(Given information begins)
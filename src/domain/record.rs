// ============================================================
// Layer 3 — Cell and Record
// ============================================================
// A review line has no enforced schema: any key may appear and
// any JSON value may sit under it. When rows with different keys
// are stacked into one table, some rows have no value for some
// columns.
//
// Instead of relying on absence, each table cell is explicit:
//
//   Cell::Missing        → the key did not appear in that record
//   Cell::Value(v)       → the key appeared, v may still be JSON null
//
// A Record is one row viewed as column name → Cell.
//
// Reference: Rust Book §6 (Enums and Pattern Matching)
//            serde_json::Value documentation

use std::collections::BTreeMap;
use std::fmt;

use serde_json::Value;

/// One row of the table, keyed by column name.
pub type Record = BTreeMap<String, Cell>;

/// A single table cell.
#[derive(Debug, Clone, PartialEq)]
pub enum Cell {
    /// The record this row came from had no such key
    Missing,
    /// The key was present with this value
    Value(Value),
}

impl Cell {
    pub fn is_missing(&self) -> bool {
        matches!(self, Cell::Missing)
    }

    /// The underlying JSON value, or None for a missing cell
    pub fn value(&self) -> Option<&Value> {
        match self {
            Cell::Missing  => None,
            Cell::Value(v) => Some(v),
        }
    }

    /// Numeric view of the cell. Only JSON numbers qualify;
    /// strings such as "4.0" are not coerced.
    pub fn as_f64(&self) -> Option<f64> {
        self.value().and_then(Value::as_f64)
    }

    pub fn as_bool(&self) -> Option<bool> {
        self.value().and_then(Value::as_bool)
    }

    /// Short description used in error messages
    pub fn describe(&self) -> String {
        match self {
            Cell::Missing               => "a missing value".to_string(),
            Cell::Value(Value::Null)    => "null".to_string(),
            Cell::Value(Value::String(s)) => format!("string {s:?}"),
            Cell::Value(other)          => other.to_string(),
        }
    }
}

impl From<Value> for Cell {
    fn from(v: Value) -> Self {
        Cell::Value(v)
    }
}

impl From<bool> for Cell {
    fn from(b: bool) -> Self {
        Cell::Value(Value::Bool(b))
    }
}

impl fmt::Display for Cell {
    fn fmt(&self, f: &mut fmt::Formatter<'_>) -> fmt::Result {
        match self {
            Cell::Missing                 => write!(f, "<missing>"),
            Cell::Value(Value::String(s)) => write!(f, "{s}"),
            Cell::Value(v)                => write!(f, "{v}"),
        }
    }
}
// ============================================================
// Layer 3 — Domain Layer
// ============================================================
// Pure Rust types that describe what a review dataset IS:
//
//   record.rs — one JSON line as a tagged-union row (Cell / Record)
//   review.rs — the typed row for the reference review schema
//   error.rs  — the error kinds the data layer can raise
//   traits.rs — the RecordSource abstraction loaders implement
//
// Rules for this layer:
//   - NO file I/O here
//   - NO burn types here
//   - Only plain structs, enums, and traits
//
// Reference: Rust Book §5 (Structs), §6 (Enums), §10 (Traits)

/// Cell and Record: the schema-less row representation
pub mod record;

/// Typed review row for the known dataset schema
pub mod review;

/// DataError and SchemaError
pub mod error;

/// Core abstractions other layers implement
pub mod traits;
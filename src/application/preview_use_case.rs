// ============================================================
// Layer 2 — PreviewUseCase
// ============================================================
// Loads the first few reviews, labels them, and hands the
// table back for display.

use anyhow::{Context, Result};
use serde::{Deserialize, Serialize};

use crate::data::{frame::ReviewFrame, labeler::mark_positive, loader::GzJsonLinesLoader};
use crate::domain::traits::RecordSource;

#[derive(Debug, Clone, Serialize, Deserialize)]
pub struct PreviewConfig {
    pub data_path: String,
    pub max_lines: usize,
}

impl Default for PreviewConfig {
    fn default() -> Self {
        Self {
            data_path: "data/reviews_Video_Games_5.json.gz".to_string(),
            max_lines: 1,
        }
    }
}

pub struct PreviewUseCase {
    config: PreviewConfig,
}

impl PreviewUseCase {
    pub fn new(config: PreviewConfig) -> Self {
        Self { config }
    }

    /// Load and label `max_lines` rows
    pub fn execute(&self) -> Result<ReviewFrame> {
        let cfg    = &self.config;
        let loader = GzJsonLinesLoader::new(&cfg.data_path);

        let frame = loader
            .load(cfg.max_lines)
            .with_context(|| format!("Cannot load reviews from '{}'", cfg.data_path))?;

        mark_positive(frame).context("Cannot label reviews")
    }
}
(Given information ends)
(Given information begins)
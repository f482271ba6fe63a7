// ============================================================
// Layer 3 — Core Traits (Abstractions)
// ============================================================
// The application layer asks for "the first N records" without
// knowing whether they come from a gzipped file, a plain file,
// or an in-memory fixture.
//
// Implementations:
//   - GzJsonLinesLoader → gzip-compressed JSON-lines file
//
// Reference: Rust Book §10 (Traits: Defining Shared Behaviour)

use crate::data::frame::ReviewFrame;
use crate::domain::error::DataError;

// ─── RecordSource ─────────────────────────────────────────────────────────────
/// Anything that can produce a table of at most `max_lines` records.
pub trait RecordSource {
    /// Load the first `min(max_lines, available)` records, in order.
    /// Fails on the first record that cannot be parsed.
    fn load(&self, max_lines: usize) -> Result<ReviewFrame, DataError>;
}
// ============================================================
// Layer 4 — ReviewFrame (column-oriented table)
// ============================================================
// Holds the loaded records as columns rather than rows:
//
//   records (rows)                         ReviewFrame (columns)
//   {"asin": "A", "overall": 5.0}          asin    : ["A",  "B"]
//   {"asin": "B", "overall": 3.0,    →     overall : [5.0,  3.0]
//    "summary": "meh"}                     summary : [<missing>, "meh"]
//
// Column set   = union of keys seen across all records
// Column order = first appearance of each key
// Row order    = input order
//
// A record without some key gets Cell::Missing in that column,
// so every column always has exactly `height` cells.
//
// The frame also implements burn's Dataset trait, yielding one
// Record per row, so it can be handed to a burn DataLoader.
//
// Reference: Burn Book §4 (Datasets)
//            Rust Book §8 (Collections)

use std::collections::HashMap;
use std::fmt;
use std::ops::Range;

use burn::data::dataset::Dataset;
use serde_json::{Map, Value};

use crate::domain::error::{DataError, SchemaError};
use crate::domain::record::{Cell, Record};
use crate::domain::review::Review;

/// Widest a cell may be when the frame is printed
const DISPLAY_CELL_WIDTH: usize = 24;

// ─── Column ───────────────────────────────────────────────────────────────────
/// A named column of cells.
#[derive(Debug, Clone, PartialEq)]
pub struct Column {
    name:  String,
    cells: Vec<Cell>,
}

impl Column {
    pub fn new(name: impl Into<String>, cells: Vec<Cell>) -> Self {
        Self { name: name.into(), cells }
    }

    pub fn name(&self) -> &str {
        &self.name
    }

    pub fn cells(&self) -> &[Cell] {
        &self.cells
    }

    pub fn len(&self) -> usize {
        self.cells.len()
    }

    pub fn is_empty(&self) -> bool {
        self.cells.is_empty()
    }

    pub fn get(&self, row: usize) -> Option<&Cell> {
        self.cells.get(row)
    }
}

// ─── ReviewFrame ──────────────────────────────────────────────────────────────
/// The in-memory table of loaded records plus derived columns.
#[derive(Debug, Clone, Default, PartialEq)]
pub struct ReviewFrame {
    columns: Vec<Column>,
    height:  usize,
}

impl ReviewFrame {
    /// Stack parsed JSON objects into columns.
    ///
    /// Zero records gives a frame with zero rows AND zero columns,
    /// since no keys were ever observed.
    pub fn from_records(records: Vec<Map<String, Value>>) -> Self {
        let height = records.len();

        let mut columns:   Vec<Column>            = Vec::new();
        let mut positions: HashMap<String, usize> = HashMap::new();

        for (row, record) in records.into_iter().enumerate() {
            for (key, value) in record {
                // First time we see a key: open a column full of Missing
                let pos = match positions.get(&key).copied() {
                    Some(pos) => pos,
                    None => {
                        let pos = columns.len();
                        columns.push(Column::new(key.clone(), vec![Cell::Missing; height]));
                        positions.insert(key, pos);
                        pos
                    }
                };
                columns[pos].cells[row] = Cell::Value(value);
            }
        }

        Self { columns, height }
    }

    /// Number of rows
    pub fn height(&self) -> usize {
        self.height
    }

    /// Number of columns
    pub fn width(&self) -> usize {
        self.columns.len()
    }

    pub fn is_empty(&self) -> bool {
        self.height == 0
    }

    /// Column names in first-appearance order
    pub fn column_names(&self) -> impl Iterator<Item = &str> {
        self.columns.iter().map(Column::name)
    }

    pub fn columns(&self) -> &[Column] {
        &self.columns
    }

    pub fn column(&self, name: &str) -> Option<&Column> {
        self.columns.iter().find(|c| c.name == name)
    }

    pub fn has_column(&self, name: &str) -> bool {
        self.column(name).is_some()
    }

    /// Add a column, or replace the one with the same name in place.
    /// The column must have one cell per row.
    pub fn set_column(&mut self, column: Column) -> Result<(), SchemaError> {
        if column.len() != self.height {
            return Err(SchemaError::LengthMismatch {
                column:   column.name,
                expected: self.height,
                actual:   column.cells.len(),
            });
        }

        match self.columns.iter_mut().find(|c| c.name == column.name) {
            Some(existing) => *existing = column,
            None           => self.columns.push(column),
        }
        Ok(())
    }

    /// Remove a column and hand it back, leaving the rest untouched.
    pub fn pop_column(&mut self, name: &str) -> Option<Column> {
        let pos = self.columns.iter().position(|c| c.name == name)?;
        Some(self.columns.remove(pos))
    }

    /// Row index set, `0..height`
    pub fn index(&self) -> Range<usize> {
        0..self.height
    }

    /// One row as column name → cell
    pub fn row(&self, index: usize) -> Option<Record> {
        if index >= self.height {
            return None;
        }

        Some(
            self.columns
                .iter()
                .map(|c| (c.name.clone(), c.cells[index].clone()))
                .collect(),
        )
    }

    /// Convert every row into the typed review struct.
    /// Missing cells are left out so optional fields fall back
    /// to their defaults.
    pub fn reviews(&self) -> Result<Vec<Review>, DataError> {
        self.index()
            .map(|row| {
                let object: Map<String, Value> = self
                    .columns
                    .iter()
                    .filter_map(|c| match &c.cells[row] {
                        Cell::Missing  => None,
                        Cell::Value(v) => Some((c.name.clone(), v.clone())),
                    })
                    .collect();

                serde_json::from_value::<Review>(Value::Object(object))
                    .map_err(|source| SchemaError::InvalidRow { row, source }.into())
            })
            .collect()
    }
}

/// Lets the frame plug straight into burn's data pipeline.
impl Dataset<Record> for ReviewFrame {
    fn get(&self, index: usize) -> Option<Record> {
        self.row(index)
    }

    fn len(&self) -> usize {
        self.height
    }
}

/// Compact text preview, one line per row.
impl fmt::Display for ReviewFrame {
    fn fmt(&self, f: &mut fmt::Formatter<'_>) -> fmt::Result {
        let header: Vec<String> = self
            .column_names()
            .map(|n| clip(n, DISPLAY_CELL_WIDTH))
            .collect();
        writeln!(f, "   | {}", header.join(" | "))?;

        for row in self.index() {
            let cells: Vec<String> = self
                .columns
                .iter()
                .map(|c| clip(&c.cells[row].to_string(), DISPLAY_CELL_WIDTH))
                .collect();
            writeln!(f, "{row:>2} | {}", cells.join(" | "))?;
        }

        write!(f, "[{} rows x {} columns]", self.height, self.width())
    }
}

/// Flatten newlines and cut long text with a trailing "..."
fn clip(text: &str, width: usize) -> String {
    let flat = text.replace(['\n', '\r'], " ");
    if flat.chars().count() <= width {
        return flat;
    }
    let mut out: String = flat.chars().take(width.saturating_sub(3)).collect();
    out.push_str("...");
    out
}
(Given information ends)
## What this task involves
Count each line of the entries that holds the word "loaded", then state the total and nothing more.

## Finished task
2